« Il vaut mieux donner que
jeter » : l'adage est limpide pour Valérie et les bénévoles de la
Tente des Glaneurs de Caen. Depuis juin 2012, la troupe aux gilets beiges
sillonne tous les dimanches le marché de Caen pour récolter les fruits et
légumes invendus. Les denrées sont redistribuées gratuitement aux plus démunis.

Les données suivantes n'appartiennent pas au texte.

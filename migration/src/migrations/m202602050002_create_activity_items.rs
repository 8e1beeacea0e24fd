use sea_orm_migration::prelude::*;

pub struct Migration;

impl MigrationName for Migration {
    fn name(&self) -> &str {
        "m202602050002_create_activity_items"
    }
}

#[async_trait::async_trait]
impl MigrationTrait for Migration {
    async fn up(&self, manager: &SchemaManager) -> Result<(), DbErr> {
        manager
            .create_table(
                Table::create()
                    .table(Alias::new("activity_items"))
                    .if_not_exists()
                    .col(
                        ColumnDef::new(Alias::new("id"))
                            .big_integer()
                            .not_null()
                            .auto_increment()
                            .primary_key(),
                    )
                    .col(
                        ColumnDef::new(Alias::new("public_id"))
                            .uuid()
                            .not_null()
                            .unique_key(),
                    )
                    .col(
                        ColumnDef::new(Alias::new("activity_id"))
                            .big_integer()
                            .not_null(),
                    )
                    .col(
                        ColumnDef::new(Alias::new("order_index"))
                            .integer()
                            .not_null(),
                    )
                    .col(ColumnDef::new(Alias::new("title")).string())
                    .col(ColumnDef::new(Alias::new("description")).string())
                    .col(ColumnDef::new(Alias::new("item_type")).text().not_null())
                    .col(ColumnDef::new(Alias::new("question_id")).big_integer())
                    .col(ColumnDef::new(Alias::new("video_lesson_id")).big_integer())
                    .col(ColumnDef::new(Alias::new("handout_id")).big_integer())
                    .col(ColumnDef::new(Alias::new("exercise_list_id")).big_integer())
                    .col(ColumnDef::new(Alias::new("simulated_exam_id")).big_integer())
                    .col(
                        ColumnDef::new(Alias::new("created_at"))
                            .timestamp()
                            .not_null()
                            .default(Expr::cust("CURRENT_TIMESTAMP")),
                    )
                    .col(
                        ColumnDef::new(Alias::new("updated_at"))
                            .timestamp()
                            .not_null()
                            .default(Expr::cust("CURRENT_TIMESTAMP")),
                    )
                    .foreign_key(
                        ForeignKey::create()
                            .from(Alias::new("activity_items"), Alias::new("activity_id"))
                            .to(Alias::new("activities"), Alias::new("id"))
                            .on_delete(ForeignKeyAction::Cascade),
                    )
                    .foreign_key(
                        ForeignKey::create()
                            .from(Alias::new("activity_items"), Alias::new("question_id"))
                            .to(Alias::new("questions"), Alias::new("id")),
                    )
                    .foreign_key(
                        ForeignKey::create()
                            .from(Alias::new("activity_items"), Alias::new("video_lesson_id"))
                            .to(Alias::new("video_lessons"), Alias::new("id")),
                    )
                    .foreign_key(
                        ForeignKey::create()
                            .from(Alias::new("activity_items"), Alias::new("handout_id"))
                            .to(Alias::new("handouts"), Alias::new("id")),
                    )
                    .foreign_key(
                        ForeignKey::create()
                            .from(Alias::new("activity_items"), Alias::new("exercise_list_id"))
                            .to(Alias::new("exercise_lists"), Alias::new("id")),
                    )
                    .foreign_key(
                        ForeignKey::create()
                            .from(Alias::new("activity_items"), Alias::new("simulated_exam_id"))
                            .to(Alias::new("simulated_exams"), Alias::new("id")),
                    )
                    .to_owned(),
            )
            .await?;

        manager
            .create_index(
                Index::create()
                    .name("idx_activity_items_activity_order")
                    .table(Alias::new("activity_items"))
                    .col(Alias::new("activity_id"))
                    .col(Alias::new("order_index"))
                    .unique()
                    .to_owned(),
            )
            .await?;

        // Storage-layer second line of defense for the exactly-one-of-five
        // content reference invariant. The application constructor is the
        // first line; this catches anything that bypasses it.
        match manager.get_database_backend() {
            // sqlite cannot ALTER TABLE ADD CONSTRAINT; a trigger is the
            // closest equivalent.
            sea_orm::DatabaseBackend::Sqlite => {
                manager
                    .get_connection()
                    .execute_unprepared(
                        "CREATE TRIGGER trg_activity_items_one_content \
                         BEFORE INSERT ON activity_items \
                         WHEN (CASE WHEN NEW.question_id IS NOT NULL THEN 1 ELSE 0 END \
                             + CASE WHEN NEW.video_lesson_id IS NOT NULL THEN 1 ELSE 0 END \
                             + CASE WHEN NEW.handout_id IS NOT NULL THEN 1 ELSE 0 END \
                             + CASE WHEN NEW.exercise_list_id IS NOT NULL THEN 1 ELSE 0 END \
                             + CASE WHEN NEW.simulated_exam_id IS NOT NULL THEN 1 ELSE 0 END) <> 1 \
                         BEGIN \
                             SELECT RAISE(ABORT, 'activity item must reference exactly one content kind'); \
                         END",
                    )
                    .await?;
            }
            _ => {
                manager
                    .get_connection()
                    .execute_unprepared(
                        "ALTER TABLE activity_items ADD CONSTRAINT chk_activity_items_one_content \
                         CHECK ((CASE WHEN question_id IS NOT NULL THEN 1 ELSE 0 END \
                             + CASE WHEN video_lesson_id IS NOT NULL THEN 1 ELSE 0 END \
                             + CASE WHEN handout_id IS NOT NULL THEN 1 ELSE 0 END \
                             + CASE WHEN exercise_list_id IS NOT NULL THEN 1 ELSE 0 END \
                             + CASE WHEN simulated_exam_id IS NOT NULL THEN 1 ELSE 0 END) = 1)",
                    )
                    .await?;
            }
        }

        Ok(())
    }

    async fn down(&self, manager: &SchemaManager) -> Result<(), DbErr> {
        if manager.get_database_backend() == sea_orm::DatabaseBackend::Sqlite {
            manager
                .get_connection()
                .execute_unprepared("DROP TRIGGER IF EXISTS trg_activity_items_one_content")
                .await?;
        }
        manager
            .drop_table(Table::drop().table(Alias::new("activity_items")).to_owned())
            .await
    }
}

Caen s'éveille tranquillement de sa
fièvre hebdomadaire du samedi soir. En ce dimanche 15 mars, le soleil tarde à
pointer le bout de son nez, laissant un léger voile
brumeux teinter les discussions météo des plus matinaux. De la Tour
Leroy jusqu'au long du Bassin Saint-Pierre, port de plaisance de la capitale
bas-normande, le marché bat son plein. Loin des grandes affluences de l'été, ce
sont tout de même une bonne centaine de badauds et de chalands qui déambulent dans les allées. Les dernières brises
hivernales viennent taquiner l'échine des épiciers, des fleuristes ou des
vendeurs de fruit et légumes, les mains recroquevillées sous le pli de leurs
manches.
Place Saint-Pierre, longeant l'église
du même nom, une femme d'une cinquantaine d'années dépasse l'arrêt de tramway.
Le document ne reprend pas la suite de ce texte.